The meetings will be done in a friendly manner, and are designed, from
your point of view, to fill gaps in the information you got through
escrow. The tenants should do most of the talking. Bring a
copy of the rental agreement and ensure it is the latest version.
Go over the security deposit and confirm its existence and amounts.
Seek information about maintenance issues with the unit or common areas.
Confirm employment and contact information and update as needed.
Ensure the tenant understands where and when rent is to be paid and
establish a person and method for contact for maintenance and other
problems. Keep your eyes and ears open. Note the overall
condition and cleanliness of the unit. Listen for sound. Is
the upstairs unit particularly noisy? When you leave, take a
moment to note your impressions on these and other issues in a memo for
the tenant file.
Take the time also to ensure you have access to each unit. See to
it that the keys you were given out of escrow actually fit the locks in
each unit, and other secured areas of the building. If they do not
fit the unit, ask the tenant to make a copy, offering reimbursement for
the cost, explaining that the law requires that you have access to each
unit (if it does), as does common sense, in case there is an emergency
in the tenant's absence.
Remember that the tenants naturally will be suspicious of you at first.
If the suspicions remain, your management of the building will only be
more difficult. One of the purposes of these meetings is to allay
those suspicions. This will not happen if you are seen to be
snoopy or intrusive. For each piece of information you request, be
prepared to give a friendly but professional explanation of the reason
for you having it.
This meeting is not the time to shove a bunch of documents in front of
your tenants to sign. Make your notes to show interest as well as
to remind yourself of what was said. Give them a maintenance
checklist if you want to, but do not ask for it before you leave.
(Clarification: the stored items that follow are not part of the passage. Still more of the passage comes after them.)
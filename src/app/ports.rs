//! Port traits: the hexagonal boundary between domain logic and the outside world.
//!
//! ```text
//!   Adapter ──▶ Port trait ──▶ AppService (domain)
//! ```
//!
//! Driven adapters (remote sensors, speed relays, hazard switch, dashboard
//! components, storage) implement these traits.  The
//! [`AppService`](super::service::AppService) consumes them via generics,
//! so the decision engine never touches a device directly.
//!
//! All port errors are typed.  The service logs them and keeps its local
//! state authoritative; nothing is retried.

use crate::config::HoodConfig;
use crate::dashboard::StatusLabel;
use crate::error::{ActuatorError, SensorError};
use crate::fsm::FanSpeed;
use crate::sensors::Channel;

// ───────────────────────────────────────────────────────────────
// Sensor port (driven adapter: devices → domain)
// ───────────────────────────────────────────────────────────────

/// Read-side port: one reading per call, issued in chain order.
pub trait SensorPort {
    /// `Ok(None)` means the device answered without a usable value.
    fn read(&mut self, channel: Channel) -> Result<Option<f32>, SensorError>;
}

// ───────────────────────────────────────────────────────────────
// Actuator port (driven adapter: domain → relay lines)
// ───────────────────────────────────────────────────────────────

/// The hood's speed buttons and its light, behind relay outputs.
pub trait ActuatorPort {
    /// Momentarily close one output line.
    fn press_line(&mut self, line: u8) -> Result<(), ActuatorError>;

    fn set_light(&mut self, on: bool) -> Result<(), ActuatorError>;
}

// ───────────────────────────────────────────────────────────────
// Hazard port (driven adapter: domain → remote switch)
// ───────────────────────────────────────────────────────────────

/// Spare remote switch that mirrors the hazard alarm.
pub trait HazardPort {
    fn set_switch(&mut self, id: u8, on: bool) -> Result<(), ActuatorError>;
}

// ───────────────────────────────────────────────────────────────
// Dashboard port (driven adapter: domain → virtual components)
// ───────────────────────────────────────────────────────────────

pub trait DashboardPort {
    fn set_status(&mut self, label: StatusLabel);

    fn set_visual(&mut self, line: &str);

    fn set_verbose(&mut self, line: &str);

    /// Move the speed slider without triggering a manual selection.
    fn set_speed(&mut self, speed: FanSpeed);
}

/// Everything the control cycle talks to.
pub trait HoodIo: SensorPort + ActuatorPort + HazardPort + DashboardPort {}

impl<T: SensorPort + ActuatorPort + HazardPort + DashboardPort> HoodIo for T {}

// ───────────────────────────────────────────────────────────────
// Event sink port (driven adapter: domain → logging / telemetry)
// ───────────────────────────────────────────────────────────────

/// The domain emits structured [`AppEvent`](super::events::AppEvent)s
/// through this port.  Adapters decide where they go.
pub trait EventSink {
    fn emit(&mut self, event: &super::events::AppEvent);
}

// ───────────────────────────────────────────────────────────────
// Configuration port (driven adapter: domain ↔ persistent config)
// ───────────────────────────────────────────────────────────────

/// Loads and persists the controller configuration.
///
/// Implementations MUST run [`HoodConfig::validate`] before persisting.
/// Out-of-range values are rejected with [`ConfigError::ValidationFailed`],
/// not silently clamped.
pub trait ConfigPort {
    /// Returns [`HoodConfig::default()`] if no stored config exists.
    fn load(&self) -> Result<HoodConfig, ConfigError>;

    fn save(&self, config: &HoodConfig) -> Result<(), ConfigError>;
}

// ───────────────────────────────────────────────────────────────
// Storage port (driven adapter: domain ↔ key-value store)
// ───────────────────────────────────────────────────────────────

/// Persistent key-value storage.  Keys are namespaced per subsystem and
/// writes are atomic.
pub trait StoragePort {
    /// Read a value.  Returns the number of bytes written to `buf`.
    fn read(&self, namespace: &str, key: &str, buf: &mut [u8]) -> Result<usize, StorageError>;

    fn write(&mut self, namespace: &str, key: &str, data: &[u8]) -> Result<(), StorageError>;

    /// Delete a key.  Returns `Ok(())` even if the key didn't exist.
    fn delete(&mut self, namespace: &str, key: &str) -> Result<(), StorageError>;

    fn exists(&self, namespace: &str, key: &str) -> bool;
}

// ───────────────────────────────────────────────────────────────
// Error types
// ───────────────────────────────────────────────────────────────

/// Errors from [`ConfigPort`] operations.
#[derive(Debug, Clone, Copy, PartialEq, Eq)]
pub enum ConfigError {
    /// Stored config failed deserialization.
    Corrupted,
    /// A config field failed range validation.
    /// The `&'static str` describes which field and why.
    ValidationFailed(&'static str),
    /// Underlying storage is full.
    StorageFull,
    /// Generic I/O error from the storage backend.
    IoError,
}

/// Errors from [`StoragePort`] operations.
#[derive(Debug, Clone, Copy, PartialEq, Eq)]
pub enum StorageError {
    NotFound,
    Full,
    IoError,
}

impl core::fmt::Display for ConfigError {
    fn fmt(&self, f: &mut core::fmt::Formatter<'_>) -> core::fmt::Result {
        match self {
            Self::Corrupted => write!(f, "config corrupted"),
            Self::ValidationFailed(msg) => write!(f, "validation failed: {}", msg),
            Self::StorageFull => write!(f, "storage full"),
            Self::IoError => write!(f, "I/O error"),
        }
    }
}

impl std::error::Error for ConfigError {}

impl core::fmt::Display for StorageError {
    fn fmt(&self, f: &mut core::fmt::Formatter<'_>) -> core::fmt::Result {
        match self {
            Self::NotFound => write!(f, "key not found"),
            Self::Full => write!(f, "storage full"),
            Self::IoError => write!(f, "I/O error"),
        }
    }
}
Give them an envelope with which they can mail it back after a few days.
A sheaf of legally binding documents will only increase the tenant's
perceived threat level.
Most of your tenants will be willing to comply and make a good
impression. There will be a few, however, who for whatever reason
will dig in their heels. Do not enter into a lengthy argument
about why you need to update employment, or have a key to the front
door. The best thing to do at this stage is to explain in a calm
and reasonable manner that you will do your best to provide them all the
service and support that they deserve, but that, without their
cooperation, your task will only be more difficult or impossible.
If they do not come around, mark them down as a problem which will have
to be liquidated at some point, then do it.
Having gone through all this, now is the time to follow up. This
is particularly true as to the matters of maintenance. The
problems that need immediate attention should be attended to
immediately. Do not interpret this to mean that each item on a
tenant wish list should be granted. Concern yourself with those
items that are legitimate and needful. No tenant's rental unit
will ever be entirely free of desired improvements. Make sure the
tenants learn that you are fair, but not a push over. Maintenance
is the most common, but not the only, tenant concern, which may arise at
this time. See to the others as well and in the same spirit.
Now that you have met all the tenants and actually determined what the
situation is, you are in a position to change the things you do not like
about the building. Convert to a uniform rental agreement which is
to your liking. Increase the rents to a level which you believe is
reasonable for what the tenants are getting. Institute your new
pet policies. Set up a maintenance request procedure. In
doing all these things, once you have established yourself as in control
and acting fairly and considerately, remember that change is most
effectively accomplished gradually, that is, in small, palatable steps.
Apply the ideas in this article to your particular situation. They
may well help you avoid unpleasant surprises after you have been handed the keys, and should assist you in establishing
yourself as the landlord of your new building.